SUPPLIED RECORDS:
[Start of Attachment]

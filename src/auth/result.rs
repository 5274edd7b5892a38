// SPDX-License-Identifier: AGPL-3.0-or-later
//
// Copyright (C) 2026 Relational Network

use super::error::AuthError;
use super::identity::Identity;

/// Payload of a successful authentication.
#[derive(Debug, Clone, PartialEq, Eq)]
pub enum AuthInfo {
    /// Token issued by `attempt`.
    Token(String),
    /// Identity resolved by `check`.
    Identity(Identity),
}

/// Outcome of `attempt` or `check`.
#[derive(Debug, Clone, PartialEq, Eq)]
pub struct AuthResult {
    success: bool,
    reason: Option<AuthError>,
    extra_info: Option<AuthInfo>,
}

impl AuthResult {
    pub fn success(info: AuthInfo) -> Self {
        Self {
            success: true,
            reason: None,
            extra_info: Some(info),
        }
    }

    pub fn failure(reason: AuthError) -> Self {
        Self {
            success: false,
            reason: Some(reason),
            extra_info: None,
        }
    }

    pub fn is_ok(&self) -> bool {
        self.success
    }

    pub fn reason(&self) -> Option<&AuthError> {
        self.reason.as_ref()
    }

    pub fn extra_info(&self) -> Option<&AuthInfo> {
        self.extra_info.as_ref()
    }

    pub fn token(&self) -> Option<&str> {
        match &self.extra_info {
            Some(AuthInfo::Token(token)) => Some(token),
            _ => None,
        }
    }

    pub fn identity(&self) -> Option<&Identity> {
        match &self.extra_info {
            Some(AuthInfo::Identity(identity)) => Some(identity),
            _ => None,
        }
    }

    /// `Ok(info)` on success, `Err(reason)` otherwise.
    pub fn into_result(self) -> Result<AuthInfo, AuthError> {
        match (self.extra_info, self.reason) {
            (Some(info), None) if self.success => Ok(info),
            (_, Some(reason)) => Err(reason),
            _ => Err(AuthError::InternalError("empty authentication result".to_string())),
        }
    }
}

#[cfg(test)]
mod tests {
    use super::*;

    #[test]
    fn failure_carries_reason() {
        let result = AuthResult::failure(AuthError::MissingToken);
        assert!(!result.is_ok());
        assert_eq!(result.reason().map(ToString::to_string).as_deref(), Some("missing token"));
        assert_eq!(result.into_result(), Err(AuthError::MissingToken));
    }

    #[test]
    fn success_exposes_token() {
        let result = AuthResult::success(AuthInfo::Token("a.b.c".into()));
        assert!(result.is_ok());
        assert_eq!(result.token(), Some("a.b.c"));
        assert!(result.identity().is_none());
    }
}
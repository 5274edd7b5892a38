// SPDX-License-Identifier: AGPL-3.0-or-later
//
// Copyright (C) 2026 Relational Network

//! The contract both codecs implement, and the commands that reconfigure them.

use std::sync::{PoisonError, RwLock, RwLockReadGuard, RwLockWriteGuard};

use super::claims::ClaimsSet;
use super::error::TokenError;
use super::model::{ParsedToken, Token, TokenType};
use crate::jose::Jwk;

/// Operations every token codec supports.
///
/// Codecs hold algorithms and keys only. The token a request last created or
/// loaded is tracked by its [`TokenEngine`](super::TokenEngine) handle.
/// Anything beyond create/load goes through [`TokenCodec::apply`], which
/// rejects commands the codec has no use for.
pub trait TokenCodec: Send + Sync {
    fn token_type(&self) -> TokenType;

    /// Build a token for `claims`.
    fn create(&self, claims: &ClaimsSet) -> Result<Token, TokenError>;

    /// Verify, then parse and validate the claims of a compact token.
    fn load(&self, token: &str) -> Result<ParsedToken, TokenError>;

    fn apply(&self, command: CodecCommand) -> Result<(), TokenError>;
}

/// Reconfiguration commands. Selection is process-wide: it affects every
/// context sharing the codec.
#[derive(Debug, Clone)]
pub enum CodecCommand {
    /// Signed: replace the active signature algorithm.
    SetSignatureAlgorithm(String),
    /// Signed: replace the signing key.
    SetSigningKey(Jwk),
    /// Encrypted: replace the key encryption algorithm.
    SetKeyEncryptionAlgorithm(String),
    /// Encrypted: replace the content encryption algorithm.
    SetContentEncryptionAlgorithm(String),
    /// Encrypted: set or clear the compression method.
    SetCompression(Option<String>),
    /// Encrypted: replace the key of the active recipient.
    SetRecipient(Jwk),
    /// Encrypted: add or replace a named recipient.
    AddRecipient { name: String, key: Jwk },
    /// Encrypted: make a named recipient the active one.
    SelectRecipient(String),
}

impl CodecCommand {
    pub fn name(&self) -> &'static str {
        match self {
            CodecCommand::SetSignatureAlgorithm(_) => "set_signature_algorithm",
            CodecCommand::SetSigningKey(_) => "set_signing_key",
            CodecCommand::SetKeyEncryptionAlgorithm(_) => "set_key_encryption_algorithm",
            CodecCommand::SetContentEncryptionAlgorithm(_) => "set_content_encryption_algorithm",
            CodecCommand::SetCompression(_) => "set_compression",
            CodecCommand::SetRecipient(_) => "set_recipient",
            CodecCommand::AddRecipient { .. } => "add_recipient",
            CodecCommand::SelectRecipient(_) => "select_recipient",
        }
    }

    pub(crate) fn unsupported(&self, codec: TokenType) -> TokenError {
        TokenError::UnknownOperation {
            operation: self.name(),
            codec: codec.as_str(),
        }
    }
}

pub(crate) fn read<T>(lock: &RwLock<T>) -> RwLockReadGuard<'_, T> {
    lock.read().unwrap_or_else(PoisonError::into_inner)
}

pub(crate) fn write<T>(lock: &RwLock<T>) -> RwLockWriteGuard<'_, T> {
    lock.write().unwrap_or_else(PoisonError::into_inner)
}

[End of Attachment]

TASK DIRECTIONS: With the line containing "the compression method." as the first and the last line of the data as the final one, copy every line between them exactly, those two included.

WRITTEN REPLY:
    /// Encrypted: set or clear the compression method.
    SetCompression(Option<String>),
    /// Encrypted: replace the key of the active recipient.
    SetRecipient(Jwk),
    /// Encrypted: add or replace a named recipient.
    AddRecipient { name: String, key: Jwk },
    /// Encrypted: make a named recipient the active one.
    SelectRecipient(String),
}

impl CodecCommand {
    pub fn name(&self) -> &'static str {
        match self {
            CodecCommand::SetSignatureAlgorithm(_) => "set_signature_algorithm",
            CodecCommand::SetSigningKey(_) => "set_signing_key",
            CodecCommand::SetKeyEncryptionAlgorithm(_) => "set_key_encryption_algorithm",
            CodecCommand::SetContentEncryptionAlgorithm(_) => "set_content_encryption_algorithm",
            CodecCommand::SetCompression(_) => "set_compression",
            CodecCommand::SetRecipient(_) => "set_recipient",
            CodecCommand::AddRecipient { .. } => "add_recipient",
            CodecCommand::SelectRecipient(_) => "select_recipient",
        }
    }

    pub(crate) fn unsupported(&self, codec: TokenType) -> TokenError {
        TokenError::UnknownOperation {
            operation: self.name(),
            codec: codec.as_str(),
        }
    }
}

pub(crate) fn read<T>(lock: &RwLock<T>) -> RwLockReadGuard<'_, T> {
    lock.read().unwrap_or_else(PoisonError::into_inner)
}

pub(crate) fn write<T>(lock: &RwLock<T>) -> RwLockWriteGuard<'_, T> {
    lock.write().unwrap_or_else(PoisonError::into_inner)
}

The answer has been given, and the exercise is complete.